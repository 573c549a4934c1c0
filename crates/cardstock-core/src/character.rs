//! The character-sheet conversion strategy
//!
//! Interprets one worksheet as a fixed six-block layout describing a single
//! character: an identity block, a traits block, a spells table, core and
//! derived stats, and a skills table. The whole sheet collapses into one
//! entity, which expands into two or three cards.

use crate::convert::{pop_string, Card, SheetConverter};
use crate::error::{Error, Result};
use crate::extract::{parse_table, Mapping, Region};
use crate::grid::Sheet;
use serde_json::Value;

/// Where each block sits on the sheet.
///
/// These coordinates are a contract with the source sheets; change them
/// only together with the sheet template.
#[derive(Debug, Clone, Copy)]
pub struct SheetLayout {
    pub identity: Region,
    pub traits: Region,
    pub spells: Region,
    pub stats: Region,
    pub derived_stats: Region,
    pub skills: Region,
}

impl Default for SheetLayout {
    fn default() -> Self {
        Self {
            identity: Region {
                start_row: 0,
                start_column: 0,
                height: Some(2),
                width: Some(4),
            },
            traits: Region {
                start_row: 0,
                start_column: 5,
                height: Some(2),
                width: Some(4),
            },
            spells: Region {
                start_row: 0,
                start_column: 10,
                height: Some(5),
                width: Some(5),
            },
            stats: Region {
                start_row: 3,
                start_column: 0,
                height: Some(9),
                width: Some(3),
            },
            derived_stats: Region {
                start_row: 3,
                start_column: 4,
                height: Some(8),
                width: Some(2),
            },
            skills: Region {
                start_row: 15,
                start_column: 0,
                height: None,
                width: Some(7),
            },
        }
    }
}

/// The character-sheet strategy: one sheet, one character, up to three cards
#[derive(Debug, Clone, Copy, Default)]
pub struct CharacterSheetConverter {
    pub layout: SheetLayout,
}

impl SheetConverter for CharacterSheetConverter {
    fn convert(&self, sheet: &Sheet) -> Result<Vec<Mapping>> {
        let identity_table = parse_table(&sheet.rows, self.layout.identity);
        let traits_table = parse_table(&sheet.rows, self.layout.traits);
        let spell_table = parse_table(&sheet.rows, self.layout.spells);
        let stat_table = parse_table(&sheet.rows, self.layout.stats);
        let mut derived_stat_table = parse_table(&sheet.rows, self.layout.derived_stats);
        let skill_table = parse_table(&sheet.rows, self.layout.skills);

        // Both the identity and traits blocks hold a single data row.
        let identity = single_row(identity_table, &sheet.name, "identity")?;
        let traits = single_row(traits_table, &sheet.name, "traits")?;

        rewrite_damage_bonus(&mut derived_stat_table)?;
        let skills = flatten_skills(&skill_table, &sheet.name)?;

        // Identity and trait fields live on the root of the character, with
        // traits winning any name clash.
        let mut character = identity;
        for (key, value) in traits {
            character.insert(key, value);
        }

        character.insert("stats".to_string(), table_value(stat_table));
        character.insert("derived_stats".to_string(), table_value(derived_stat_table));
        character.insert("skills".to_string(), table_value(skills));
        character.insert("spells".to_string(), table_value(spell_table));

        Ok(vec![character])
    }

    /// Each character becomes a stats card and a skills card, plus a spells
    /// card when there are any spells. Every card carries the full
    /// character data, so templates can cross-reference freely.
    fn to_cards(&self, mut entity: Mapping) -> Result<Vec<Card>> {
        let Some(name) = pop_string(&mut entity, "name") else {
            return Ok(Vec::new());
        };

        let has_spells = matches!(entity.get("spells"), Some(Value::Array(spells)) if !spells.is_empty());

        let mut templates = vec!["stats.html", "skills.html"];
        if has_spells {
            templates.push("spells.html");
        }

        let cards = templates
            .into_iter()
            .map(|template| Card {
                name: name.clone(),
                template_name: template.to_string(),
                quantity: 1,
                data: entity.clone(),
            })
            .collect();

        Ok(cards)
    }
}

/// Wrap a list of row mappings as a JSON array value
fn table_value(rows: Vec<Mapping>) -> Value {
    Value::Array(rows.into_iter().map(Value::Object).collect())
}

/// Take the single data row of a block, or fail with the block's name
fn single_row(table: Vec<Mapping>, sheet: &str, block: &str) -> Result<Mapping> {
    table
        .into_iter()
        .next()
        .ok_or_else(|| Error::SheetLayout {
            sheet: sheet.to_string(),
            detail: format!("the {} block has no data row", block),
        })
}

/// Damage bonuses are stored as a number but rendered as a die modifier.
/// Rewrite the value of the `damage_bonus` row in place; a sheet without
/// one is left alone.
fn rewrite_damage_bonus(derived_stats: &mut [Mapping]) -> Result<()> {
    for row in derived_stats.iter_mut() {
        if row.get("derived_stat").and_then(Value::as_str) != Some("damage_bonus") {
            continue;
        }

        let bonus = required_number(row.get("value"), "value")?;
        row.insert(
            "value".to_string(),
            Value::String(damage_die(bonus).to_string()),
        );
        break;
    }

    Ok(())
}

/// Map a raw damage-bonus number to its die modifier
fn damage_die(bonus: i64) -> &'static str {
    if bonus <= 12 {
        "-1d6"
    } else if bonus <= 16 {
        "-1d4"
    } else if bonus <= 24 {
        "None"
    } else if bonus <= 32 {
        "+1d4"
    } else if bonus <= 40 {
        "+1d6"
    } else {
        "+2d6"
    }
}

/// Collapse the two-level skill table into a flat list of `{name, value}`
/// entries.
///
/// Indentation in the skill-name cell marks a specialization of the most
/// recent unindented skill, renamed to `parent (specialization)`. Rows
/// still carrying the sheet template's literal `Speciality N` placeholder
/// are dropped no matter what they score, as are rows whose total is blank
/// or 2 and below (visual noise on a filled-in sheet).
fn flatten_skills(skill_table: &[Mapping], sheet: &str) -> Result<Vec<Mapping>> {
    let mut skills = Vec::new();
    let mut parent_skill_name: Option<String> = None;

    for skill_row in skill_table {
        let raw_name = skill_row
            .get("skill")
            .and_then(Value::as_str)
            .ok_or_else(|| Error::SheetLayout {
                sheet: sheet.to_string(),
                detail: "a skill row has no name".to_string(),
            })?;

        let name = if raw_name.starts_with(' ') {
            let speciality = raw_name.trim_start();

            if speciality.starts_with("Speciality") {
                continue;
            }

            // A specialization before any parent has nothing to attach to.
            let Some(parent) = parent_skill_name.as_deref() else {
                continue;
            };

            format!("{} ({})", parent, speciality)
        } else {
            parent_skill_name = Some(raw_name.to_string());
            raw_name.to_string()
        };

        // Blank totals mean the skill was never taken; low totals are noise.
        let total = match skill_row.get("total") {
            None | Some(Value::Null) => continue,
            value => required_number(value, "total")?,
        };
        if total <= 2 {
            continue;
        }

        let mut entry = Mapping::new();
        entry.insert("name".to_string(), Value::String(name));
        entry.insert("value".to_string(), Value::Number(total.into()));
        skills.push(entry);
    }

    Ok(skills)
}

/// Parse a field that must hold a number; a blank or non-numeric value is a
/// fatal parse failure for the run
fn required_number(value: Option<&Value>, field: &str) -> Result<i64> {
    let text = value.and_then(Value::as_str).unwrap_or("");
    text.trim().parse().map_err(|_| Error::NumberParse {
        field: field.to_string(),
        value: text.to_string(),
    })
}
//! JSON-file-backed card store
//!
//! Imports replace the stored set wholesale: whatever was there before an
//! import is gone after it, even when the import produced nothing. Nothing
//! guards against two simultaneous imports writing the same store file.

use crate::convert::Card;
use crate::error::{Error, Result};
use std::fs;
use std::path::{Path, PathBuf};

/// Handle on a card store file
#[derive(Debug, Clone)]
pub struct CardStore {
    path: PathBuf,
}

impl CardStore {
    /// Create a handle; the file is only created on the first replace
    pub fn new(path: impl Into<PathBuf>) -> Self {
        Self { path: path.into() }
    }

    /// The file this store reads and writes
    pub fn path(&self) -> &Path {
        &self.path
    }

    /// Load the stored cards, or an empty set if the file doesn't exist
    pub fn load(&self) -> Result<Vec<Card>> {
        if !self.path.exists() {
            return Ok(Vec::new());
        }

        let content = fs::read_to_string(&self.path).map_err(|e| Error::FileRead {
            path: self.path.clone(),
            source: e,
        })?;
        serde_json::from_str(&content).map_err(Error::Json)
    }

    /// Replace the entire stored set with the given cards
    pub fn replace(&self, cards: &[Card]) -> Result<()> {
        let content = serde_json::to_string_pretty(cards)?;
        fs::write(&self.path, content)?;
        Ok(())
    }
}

++++++++++

**WORK TO COMPLETE**
For each line in the entries that contains the string "PathBuf", make a copy.

**REPLY TO THE EXERCISE**
use std::path::{Path, PathBuf};
    path: PathBuf,
    pub fn new(path: impl Into<PathBuf>) -> Self {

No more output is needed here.